# Burner Adapter



## Buffalo21 (Apr 30, 2020)

We have a job coming up, where the customer ordered the boiler directly from the manufacturer, then as an after thought bought the burner directly from a totally different manufacturer. Unfortunately, while they both have the same BTU rating, they do not exactly fit together, their only options are to either, (A) buy another burner (roughly $21,000) or (B) have us make an adapter to make them fit and work together (roughly $2000-$3000). They selected option B.

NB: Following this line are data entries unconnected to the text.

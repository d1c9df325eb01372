//! Call state machine implementation.

use chrono::{DateTime, Utc};
use serde::Serialize;
use std::fmt;

/// Why a call reached [`CallState::Done`].
#[derive(Debug, Clone, PartialEq, Eq, Serialize)]
pub enum EndReason {
    /// Local hangup of an established or outbound call.
    LocalHangup,
    /// Local hangup of an inbound call that was never answered.
    Rejected,
    /// Remote BYE, with the cause the server reported.
    RemoteBye {
        cause: Option<String>,
        cause_code: Option<i64>,
    },
    /// The media engine could not produce or apply a description.
    NegotiationFailed(String),
    /// Negotiation never settled before the ceiling expired.
    NegotiationTimeout,
    /// The owning session was disconnected.
    SessionClosed,
}

/// Current state of a call.
#[derive(Debug, Clone, PartialEq, Eq, Serialize, Default)]
pub enum CallState {
    /// Created, negotiation not started.
    #[default]
    New,
    /// Negotiating: local description being produced, or offer sent and waiting.
    Connecting,
    /// Outbound only: remote side is alerting.
    Ringing,
    /// Media established.
    Active { connected_at: DateTime<Utc> },
    /// Established call put on hold locally.
    Held {
        held_at: DateTime<Utc>,
        connected_at: DateTime<Utc>,
    },
    /// Terminal.
    Done {
        reason: EndReason,
        ended_at: DateTime<Utc>,
        duration_secs: Option<i64>,
    },
}

impl CallState {
    pub fn is_active(&self) -> bool {
        matches!(self, Self::Active { .. })
    }

    pub fn is_held(&self) -> bool {
        matches!(self, Self::Held { .. })
    }

    pub fn is_done(&self) -> bool {
        matches!(self, Self::Done { .. })
    }

    /// Whether the call has not been established yet.
    pub fn is_pending(&self) -> bool {
        matches!(self, Self::New | Self::Connecting | Self::Ringing)
    }

    pub fn name(&self) -> &'static str {
        match self {
            Self::New => "NEW",
            Self::Connecting => "CONNECTING",
            Self::Ringing => "RINGING",
            Self::Active { .. } => "ACTIVE",
            Self::Held { .. } => "HELD",
            Self::Done { .. } => "DONE",
        }
    }

    fn connected_at(&self) -> Option<DateTime<Utc>> {
        match self {
            Self::Active { connected_at } | Self::Held { connected_at, .. } => Some(*connected_at),
            _ => None,
        }
    }
}

impl fmt::Display for CallState {
    fn fmt(&self, f: &mut fmt::Formatter<'_>) -> fmt::Result {
        f.write_str(self.name())
    }
}

/// State transitions for calls.
#[derive(Debug, Clone)]
pub enum CallTransition {
    /// Negotiation kicked off (outbound dial, or inbound invite accepted).
    Start,
    RemoteRinging,
    RemoteAnswered,
    /// Inbound answer negotiated and sent.
    LocalAnswered,
    Hold,
    Resume,
    End { reason: EndReason },
}

/// Apply a transition to a state. Pure: returns the next state or an error.
pub fn next_state(
    current: &CallState,
    transition: CallTransition,
) -> Result<CallState, InvalidTransition> {
    let next = match (current, transition) {
        (CallState::Done { .. }, transition) => {
            return Err(InvalidTransition::new(current, &transition));
        }
        (_, CallTransition::End { reason }) => CallState::Done {
            reason,
            ended_at: Utc::now(),
            duration_secs: current
                .connected_at()
                .map(|at| Utc::now().signed_duration_since(at).num_seconds()),
        },
        (CallState::New, CallTransition::Start) => CallState::Connecting,
        (CallState::Connecting, CallTransition::RemoteRinging) => CallState::Ringing,
        (
            CallState::Connecting | CallState::Ringing,
            CallTransition::RemoteAnswered | CallTransition::LocalAnswered,
        ) => CallState::Active {
            connected_at: Utc::now(),
        },
        (CallState::Active { connected_at }, CallTransition::Hold) => CallState::Held {
            held_at: Utc::now(),
            connected_at: *connected_at,
        },
        (CallState::Held { connected_at, .. }, CallTransition::Resume) => CallState::Active {
            connected_at: *connected_at,
        },
        (current, transition) => return Err(InvalidTransition::new(current, &transition)),
    };
    Ok(next)
}

#[derive(Debug, Clone, PartialEq, Eq)]
pub struct InvalidTransition {
    pub current_state: String,
    pub attempted: String,
}

impl InvalidTransition {
    fn new(current: &CallState, attempted: &CallTransition) -> Self {
        Self {
            current_state: current.name().to_string(),
            attempted: format!("{:?}", attempted),
        }
    }
}

impl fmt::Display for InvalidTransition {
    fn fmt(&self, f: &mut fmt::Formatter<'_>) -> fmt::Result {
        write!(
            f,
            "invalid transition {} in state {}",
            self.attempted, self.current_state
        )
    }
}

impl std::error::Error for InvalidTransition {}
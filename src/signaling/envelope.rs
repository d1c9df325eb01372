//! Signaling envelope decoding and encoding.
//!
//! One envelope is one JSON-RPC 2.0 object carried in one text frame. The
//! codec is stateless; callers treat a [`DecodeError`] as a dropped frame.

use super::method::Method;
use serde::{Deserialize, Serialize};
use serde_json::{Map, Value, json};
use std::fmt;
use thiserror::Error;

pub const JSONRPC_VERSION: &str = "2.0";

/// Loosely-typed request parameters.
pub type Params = Map<String, Value>;

#[derive(Debug, Error)]
pub enum DecodeError {
    #[error("malformed json: {0}")]
    Json(#[from] serde_json::Error),

    #[error("envelope is not a json object")]
    NotAnObject,

    #[error("envelope has no method, result or error")]
    UnknownShape,

    #[error("invalid field `{0}`")]
    InvalidField(&'static str),
}

/// Correlation id of a request. Servers may use numbers or strings.
#[derive(Debug, Clone, PartialEq, Eq, Hash, Serialize, Deserialize)]
#[serde(untagged)]
pub enum RequestId {
    Number(u64),
    Text(String),
}

impl fmt::Display for RequestId {
    fn fmt(&self, f: &mut fmt::Formatter<'_>) -> fmt::Result {
        match self {
            Self::Number(n) => write!(f, "{n}"),
            Self::Text(s) => f.write_str(s),
        }
    }
}

impl From<u64> for RequestId {
    fn from(id: u64) -> Self {
        Self::Number(id)
    }
}

/// Error object carried by an error envelope.
#[derive(Debug, Clone, PartialEq, Eq, Serialize, Deserialize)]
pub struct RpcError {
    pub code: i64,
    #[serde(default)]
    pub message: String,
}

impl fmt::Display for RpcError {
    fn fmt(&self, f: &mut fmt::Formatter<'_>) -> fmt::Result {
        write!(f, "code={}, message='{}'", self.code, self.message)
    }
}

/// A method invocation: either a server event or a client request.
#[derive(Debug, Clone, PartialEq)]
pub struct Request {
    pub id: Option<RequestId>,
    pub method: Method,
    pub params: Params,
}

impl Request {
    pub fn new(id: impl Into<RequestId>, method: Method, params: Params) -> Self {
        Self {
            id: Some(id.into()),
            method,
            params,
        }
    }

    /// Typed view over the call-related parameters.
    pub fn call_params(&self) -> CallParams<'_> {
        CallParams {
            params: &self.params,
        }
    }
}

/// A response to a prior request.
#[derive(Debug, Clone, PartialEq)]
pub struct Response {
    pub id: Option<RequestId>,
    pub result: Value,
}

impl Response {
    /// Session identifier issued by a login result.
    pub fn session_id(&self) -> Option<&str> {
        self.result
            .get("sessid")
            .and_then(Value::as_str)
            .filter(|s| !s.is_empty())
    }
}

/// An error answer to a prior request.
#[derive(Debug, Clone, PartialEq)]
pub struct ErrorResponse {
    pub id: Option<RequestId>,
    pub error: RpcError,
}

/// One decoded protocol message.
#[derive(Debug, Clone, PartialEq)]
pub enum Envelope {
    Request(Request),
    Result(Response),
    Error(ErrorResponse),
}

impl Envelope {
    /// Decode one text frame.
    pub fn decode(raw: &str) -> Result<Self, DecodeError> {
        let value: Value = serde_json::from_str(raw)?;
        let Value::Object(mut obj) = value else {
            return Err(DecodeError::NotAnObject);
        };

        let id = match obj.remove("id") {
            None | Some(Value::Null) => None,
            Some(v) => Some(
                serde_json::from_value::<RequestId>(v)
                    .map_err(|_| DecodeError::InvalidField("id"))?,
            ),
        };

        if let Some(method) = obj.remove("method") {
            let Value::String(method) = method else {
                return Err(DecodeError::InvalidField("method"));
            };
            let params = match obj.remove("params") {
                None | Some(Value::Null) => Params::new(),
                Some(Value::Object(p)) => p,
                Some(_) => return Err(DecodeError::InvalidField("params")),
            };
            return Ok(Self::Request(Request {
                id,
                method: Method::from_wire(&method),
                params,
            }));
        }

        if let Some(error) = obj.remove("error") {
            let error: RpcError =
                serde_json::from_value(error).map_err(|_| DecodeError::InvalidField("error"))?;
            return Ok(Self::Error(ErrorResponse { id, error }));
        }

        if let Some(result) = obj.remove("result") {
            return Ok(Self::Result(Response { id, result }));
        }

        Err(DecodeError::UnknownShape)
    }

    /// Encode into one text frame.
    pub fn encode(&self) -> String {
        let mut obj = Map::new();
        obj.insert("jsonrpc".into(), Value::from(JSONRPC_VERSION));
        let id = match self {
            Self::Request(r) => r.id.as_ref(),
            Self::Result(r) => r.id.as_ref(),
            Self::Error(e) => e.id.as_ref(),
        };
        if let Some(id) = id {
            obj.insert("id".into(), json!(id));
        }
        match self {
            Self::Request(r) => {
                obj.insert("method".into(), Value::from(r.method.as_str()));
                obj.insert("params".into(), Value::Object(r.params.clone()));
            }
            Self::Result(r) => {
                obj.insert("result".into(), r.result.clone());
            }
            Self::Error(e) => {
                obj.insert("error".into(), json!(e.error));
            }
        }
        Value::Object(obj).to_string()
    }

    pub fn id(&self) -> Option<&RequestId> {
        match self {
            Self::Request(r) => r.id.as_ref(),
            Self::Result(r) => r.id.as_ref(),
            Self::Error(e) => e.id.as_ref(),
        }
    }
}

impl From<Request> for Envelope {
    fn from(request: Request) -> Self {
        Self::Request(request)
    }
}

/// Read-only accessors for the params keys the client interprets.
#[derive(Debug, Clone, Copy)]
pub struct CallParams<'a> {
    params: &'a Params,
}

impl<'a> CallParams<'a> {
    fn str_field(&self, key: &str) -> Option<&'a str> {
        self.params
            .get(key)
            .and_then(Value::as_str)
            .filter(|s| !s.is_empty())
    }

    fn dialog_field(&self, key: &str) -> Option<&'a str> {
        self.params
            .get("dialogParams")
            .and_then(|d| d.get(key))
            .and_then(Value::as_str)
            .filter(|s| !s.is_empty())
    }

    /// `callID`, at the top level or inside `dialogParams`.
    pub fn call_id(&self) -> Option<&'a str> {
        self.str_field("callID")
            .or_else(|| self.dialog_field("callID"))
    }

    pub fn sdp(&self) -> Option<&'a str> {
        self.str_field("sdp")
    }

    pub fn caller_id_name(&self) -> Option<&'a str> {
        self.str_field("caller_id_name")
            .or_else(|| self.dialog_field("caller_id_name"))
    }

    pub fn caller_id_number(&self) -> Option<&'a str> {
        self.str_field("caller_id_number")
            .or_else(|| self.dialog_field("caller_id_number"))
    }

    pub fn callee_id_number(&self) -> Option<&'a str> {
        self.str_field("callee_id_number")
            .or_else(|| self.dialog_field("destination_number"))
    }

    /// Hangup cause name on a BYE.
    pub fn cause(&self) -> Option<&'a str> {
        self.str_field("cause")
    }

    pub fn cause_code(&self) -> Option<i64> {
        self.params.get("causeCode").and_then(Value::as_i64)
    }
}
use crate::config::LoginMethod;
use crate::signaling::Params;
use serde_json::{Map, Value};

/// Params of the `login` request. Token and user/password are mutually exclusive.
pub fn login_params(method: &LoginMethod, user_variables: &Map<String, Value>) -> Params {
    let mut params = Params::new();
    match method {
        LoginMethod::Token(token) => {
            params.insert("login_token".into(), Value::from(token.as_str()));
        }
        LoginMethod::UserPassword { login, password } => {
            params.insert("login".into(), Value::from(login.as_str()));
            params.insert("passwd".into(), Value::from(password.as_str()));
        }
    }
    params.insert("userVariables".into(), Value::Object(user_variables.clone()));
    params.insert("loginParams".into(), Value::Object(Map::new()));
    params
}

#[cfg(test)]
mod tests {
    use super::*;

    #[test]
    fn test_token_login_has_no_password_fields() {
        let params = login_params(&LoginMethod::Token("T".into()), &Map::new());
        assert_eq!(params["login_token"], "T");
        assert!(params.get("login").is_none());
        assert!(params.get("passwd").is_none());
        assert!(params["userVariables"].as_object().unwrap().is_empty());
    }

    #[test]
    fn test_password_login_carries_user_variables() {
        let mut vars = Map::new();
        vars.insert("agent".into(), Value::from("desk"));
        let params = login_params(
            &LoginMethod::UserPassword {
                login: "1000@example.com".into(),
                password: "pw".into(),
            },
            &vars,
        );
        assert_eq!(params["login"], "1000@example.com");
        assert_eq!(params["passwd"], "pw");
        assert!(params.get("login_token").is_none());
        assert_eq!(params["userVariables"]["agent"], "desk");
    }
}
#![allow(dead_code)]

use async_trait::async_trait;
use serde_json::{Value, json};
use std::collections::HashMap;
use std::sync::atomic::{AtomicBool, AtomicU64, Ordering};
use std::sync::{Arc, Mutex};
use std::time::Duration;
use tokio::sync::{broadcast, mpsc};
use verto_rust::calls::CallId;
use verto_rust::media::{
    CandidateSink, IceCandidate, MediaConstraints, MediaEngine, MediaError, SessionDescription,
    TrackRole,
};
use verto_rust::transport::{Transport, TransportEvent, TransportFactory};
use verto_rust::{Credentials, Event, Session, SessionConfig};

const WAIT: Duration = Duration::from_secs(5);

/// A transport whose frames land in the paired [`TestServer`].
pub struct MockTransport {
    sent: mpsc::UnboundedSender<String>,
    connected: AtomicBool,
    events: Mutex<Option<mpsc::Sender<TransportEvent>>>,
}

impl MockTransport {
    /// Flip the reported connection state without emitting any event.
    pub fn set_connected(&self, connected: bool) {
        self.connected.store(connected, Ordering::SeqCst);
    }
}

#[async_trait]
impl Transport for MockTransport {
    async fn send(&self, text: &str) -> Result<(), anyhow::Error> {
        if !self.connected.load(Ordering::SeqCst) {
            return Err(anyhow::anyhow!("mock transport is closed"));
        }
        self.sent
            .send(text.to_string())
            .map_err(|_| anyhow::anyhow!("test server dropped"))
    }

    async fn disconnect(&self) {
        self.connected.store(false, Ordering::SeqCst);
        self.events.lock().unwrap().take();
    }

    fn is_connected(&self) -> bool {
        self.connected.load(Ordering::SeqCst)
    }
}

/// Server side of one mock connection.
pub struct TestServer {
    pub transport: Arc<MockTransport>,
    events: mpsc::Sender<TransportEvent>,
    sent: mpsc::UnboundedReceiver<String>,
    sync_seq: u64,
}

impl TestServer {
    pub async fn emit(&self, event: TransportEvent) {
        self.events.send(event).await.expect("session read loop gone");
    }

    pub async fn connected(&self) {
        self.emit(TransportEvent::Connected).await;
    }

    pub async fn push(&self, frame: Value) {
        self.push_raw(&frame.to_string()).await;
    }

    pub async fn push_raw(&self, text: &str) {
        self.emit(TransportEvent::TextReceived(text.to_string())).await;
    }

    /// Push a server request with the given id.
    pub async fn request(&self, id: &str, method: &str, params: Value) {
        self.push(json!({"jsonrpc": "2.0", "id": id, "method": method, "params": params}))
            .await;
    }

    /// Next frame the session sent, parsed.
    pub async fn next_frame(&mut self) -> Value {
        let text = tokio::time::timeout(WAIT, self.sent.recv())
            .await
            .expect("timed out waiting for a frame")
            .expect("transport dropped");
        serde_json::from_str(&text).expect("session sent invalid json")
    }

    /// Next request the session sent, skipping acks.
    pub async fn next_request(&mut self) -> Value {
        loop {
            let frame = self.next_frame().await;
            if frame.get("method").is_some() {
                return frame;
            }
        }
    }

    /// Push a ping and wait for its ack. Every frame sent before the ack is
    /// returned. Inbound frames are handled in order, so everything pushed
    /// before this call has been processed when it returns.
    pub async fn sync(&mut self) -> Vec<Value> {
        self.sync_seq += 1;
        let id = format!("sync-{}", self.sync_seq);
        self.request(&id, "verto.ping", json!({})).await;
        let mut before = Vec::new();
        loop {
            let frame = self.next_frame().await;
            if frame["id"] == id.as_str() && frame.get("result").is_some() {
                return before;
            }
            before.push(frame);
        }
    }

    pub fn try_next_frame(&mut self) -> Option<Value> {
        self.sent
            .try_recv()
            .ok()
            .map(|text| serde_json::from_str(&text).expect("session sent invalid json"))
    }
}

/// Hands each created transport's server side to the test.
pub struct MockTransportFactory {
    servers: mpsc::UnboundedSender<TestServer>,
    pub created: AtomicU64,
}

impl MockTransportFactory {
    pub fn new() -> (Arc<Self>, mpsc::UnboundedReceiver<TestServer>) {
        let (servers, rx) = mpsc::unbounded_channel();
        (
            Arc::new(Self {
                servers,
                created: AtomicU64::new(0),
            }),
            rx,
        )
    }
}

#[async_trait]
impl TransportFactory for MockTransportFactory {
    async fn create_transport(
        &self,
    ) -> Result<(Arc<dyn Transport>, mpsc::Receiver<TransportEvent>), anyhow::Error> {
        self.created.fetch_add(1, Ordering::SeqCst);
        let (event_tx, event_rx) = mpsc::channel(100);
        let (sent_tx, sent_rx) = mpsc::unbounded_channel();
        let transport = Arc::new(MockTransport {
            sent: sent_tx,
            connected: AtomicBool::new(true),
            events: Mutex::new(Some(event_tx.clone())),
        });
        self.servers
            .send(TestServer {
                transport: transport.clone(),
                events: event_tx,
                sent: sent_rx,
                sync_seq: 0,
            })
            .map_err(|_| anyhow::anyhow!("test dropped the server receiver"))?;
        Ok((transport, event_rx))
    }
}

#[derive(Debug, Clone, PartialEq, Eq)]
pub enum MediaOp {
    Produce { call_id: CallId, has_offer: bool },
    SetLocal(CallId),
    SetRemote(CallId, String),
    Track(CallId, TrackRole, bool),
    Close(CallId),
}

/// Media engine that records every call and lets the test feed candidates.
#[derive(Default)]
pub struct MockMediaEngine {
    ops: Mutex<Vec<MediaOp>>,
    sinks: Mutex<HashMap<CallId, CandidateSink>>,
    pub fail_produce: AtomicBool,
    pub fail_remote: AtomicBool,
    early_candidates: Mutex<Vec<String>>,
    produce_delay: Mutex<Duration>,
}

impl MockMediaEngine {
    pub fn new() -> Arc<Self> {
        Arc::new(Self::default())
    }

    /// Candidates reported from inside `produce_local_description`, before
    /// the description is returned.
    pub fn gather_early(&self, candidates: &[&str]) {
        *self.early_candidates.lock().unwrap() =
            candidates.iter().map(|c| c.to_string()).collect();
    }

    /// How long `produce_local_description` takes after gathering early candidates.
    pub fn set_produce_delay(&self, delay: Duration) {
        *self.produce_delay.lock().unwrap() = delay;
    }

    pub fn ops(&self) -> Vec<MediaOp> {
        self.ops.lock().unwrap().clone()
    }

    fn record(&self, op: MediaOp) {
        self.ops.lock().unwrap().push(op);
    }

    /// Report a gathered candidate for the call, as the engine would.
    pub fn emit_candidate(&self, call_id: &CallId, candidate: &str) {
        let sinks = self.sinks.lock().unwrap();
        let sink = sinks.get(call_id).expect("no negotiation running for call");
        sink.candidate(IceCandidate::new(candidate));
    }

    pub fn has_sink(&self, call_id: &CallId) -> bool {
        self.sinks.lock().unwrap().contains_key(call_id)
    }

    pub fn remote_sdp(&self, call_id: &CallId) -> Option<String> {
        self.ops().into_iter().rev().find_map(|op| match op {
            MediaOp::SetRemote(id, sdp) if &id == call_id => Some(sdp),
            _ => None,
        })
    }
}

pub fn local_sdp(call_id: &CallId) -> String {
    format!("v=0 local {call_id}")
}

#[async_trait]
impl MediaEngine for MockMediaEngine {
    async fn produce_local_description(
        &self,
        call_id: &CallId,
        _constraints: MediaConstraints,
        remote_offer: Option<SessionDescription>,
        candidates: CandidateSink,
    ) -> Result<SessionDescription, MediaError> {
        self.record(MediaOp::Produce {
            call_id: call_id.clone(),
            has_offer: remote_offer.is_some(),
        });
        if self.fail_produce.load(Ordering::SeqCst) {
            return Err(MediaError::Description("no microphone".into()));
        }
        let early = std::mem::take(&mut *self.early_candidates.lock().unwrap());
        for candidate in early {
            candidates.candidate(IceCandidate::new(candidate));
        }
        self.sinks.lock().unwrap().insert(call_id.clone(), candidates);
        let delay = *self.produce_delay.lock().unwrap();
        if !delay.is_zero() {
            tokio::time::sleep(delay).await;
        }
        Ok(match remote_offer {
            Some(_) => SessionDescription::answer(local_sdp(call_id)),
            None => SessionDescription::offer(local_sdp(call_id)),
        })
    }

    fn local_description(&self, _call_id: &CallId) -> Option<SessionDescription> {
        None
    }

    async fn set_local_description(
        &self,
        call_id: &CallId,
        _description: SessionDescription,
    ) -> Result<(), MediaError> {
        self.record(MediaOp::SetLocal(call_id.clone()));
        Ok(())
    }

    async fn set_remote_description(
        &self,
        call_id: &CallId,
        description: SessionDescription,
    ) -> Result<(), MediaError> {
        if self.fail_remote.load(Ordering::SeqCst) {
            return Err(MediaError::RemoteDescription("bad sdp".into()));
        }
        self.record(MediaOp::SetRemote(call_id.clone(), description.sdp));
        Ok(())
    }

    fn set_track_enabled(&self, call_id: &CallId, role: TrackRole, enabled: bool) {
        self.record(MediaOp::Track(call_id.clone(), role, enabled));
    }

    async fn close(&self, call_id: &CallId) {
        self.sinks.lock().unwrap().remove(call_id);
        self.record(MediaOp::Close(call_id.clone()));
    }
}

pub struct Harness {
    pub session: Arc<Session>,
    pub media: Arc<MockMediaEngine>,
    pub factory: Arc<MockTransportFactory>,
    pub servers: mpsc::UnboundedReceiver<TestServer>,
    pub events: broadcast::Receiver<Event>,
}

impl Harness {
    pub fn new() -> Self {
        Self::with_config(SessionConfig::default())
    }

    pub fn with_config(config: SessionConfig) -> Self {
        let media = MockMediaEngine::new();
        let (factory, servers) = MockTransportFactory::new();
        let session = Session::new(config, factory.clone(), media.clone());
        let events = session.subscribe();
        Self {
            session,
            media,
            factory,
            servers,
            events,
        }
    }

    /// Connect and hand back the server side. No login result is sent.
    pub async fn connect(&mut self, credentials: Credentials) -> TestServer {
        self.session
            .connect(credentials)
            .await
            .expect("connect should succeed");
        let server = tokio::time::timeout(WAIT, self.servers.recv())
            .await
            .expect("no transport created")
            .expect("factory dropped");
        server.connected().await;
        server
    }

    /// Connect with token `T` and answer the login with session id `S1`.
    pub async fn logged_in(&mut self) -> TestServer {
        let mut server = self.connect(Credentials::token("T")).await;
        let login = server.next_request().await;
        assert_eq!(login["method"], "login");
        server
            .push(json!({"jsonrpc": "2.0", "id": login["id"], "result": {"sessid": "S1"}}))
            .await;
        server.sync().await;
        self.drain_events();
        server
    }

    /// Wait for the first event matching `pred`, returning it.
    pub async fn wait_event(&mut self, pred: impl Fn(&Event) -> bool) -> Event {
        tokio::time::timeout(Duration::from_secs(30), async {
            loop {
                match self.events.recv().await {
                    Ok(event) if pred(&event) => return event,
                    Ok(_) => {}
                    Err(e) => panic!("event stream failed: {e}"),
                }
            }
        })
        .await
        .expect("timed out waiting for event")
    }

    /// Every event delivered so far.
    pub fn drain_events(&mut self) -> Vec<Event> {
        let mut events = Vec::new();
        while let Ok(event) = self.events.try_recv() {
            events.push(event);
        }
        events
    }
}

/// Let spawned tasks run without moving the clock.
pub async fn settle_tasks() {
    for _ in 0..20 {
        tokio::task::yield_now().await;
    }
}

/// Yield until `cond` holds. The clock does not move.
pub async fn wait_until(cond: impl Fn() -> bool) {
    for _ in 0..1000 {
        if cond() {
            return;
        }
        tokio::task::yield_now().await;
    }
    panic!("condition never became true");
}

1 - laid out the bolt holes on boiler plate
2 - laid out the bolt holes and pilot cut-out for burner plate
2 - the plate to the boiler cut out and bolt holes drilled
3 - the plate the burner will bolt to, cut-out, with pilot cut-out and bolt holes


----------



## Buffalo21 (Apr 30, 2020)

5 - welding in the boiler mounting plate
6 - welded
7 - the burner mounting plate, with the studs welded in


----------



## Buffalo21 (Apr 30, 2020)

8 - welded together
9 - the back side of the adapter


----------



## eugene13 (Apr 30, 2020)

Bessy clamps, you can't beat them.


----------



## Buffalo21 (Apr 30, 2020)

eugene13 said:


> Bessy clamps, you can't beat them.



I bought about 100 of the small series clamps, in 4”, 6” and 8” lengths from a supplier going out of business, I paid about $5/ea. I also bought some of the bigger series, some 10”, 12”, 16” and a set of 24”, they make great clamps.


----------



## brino (May 9, 2020)

Excellent clamp-down table too!

-brino


----------



## Shootymacshootface (May 9, 2020)

If it weren't for people like us, the one's that think they are so smart couldn't afford to make poor decisions. 
Nice work!


----------



## Buffalo21 (May 9, 2020)

brino said:


> Excellent clamp-down table too!
> 
> -brino



the table is a Miller 30FX, I have 2 of them (thank you expense acct), I also have 4 of the table clamps that fit into the table slots. The last I knew tables were in the $250-$300 range, they fold up to about 5” thick and about 75#.


----------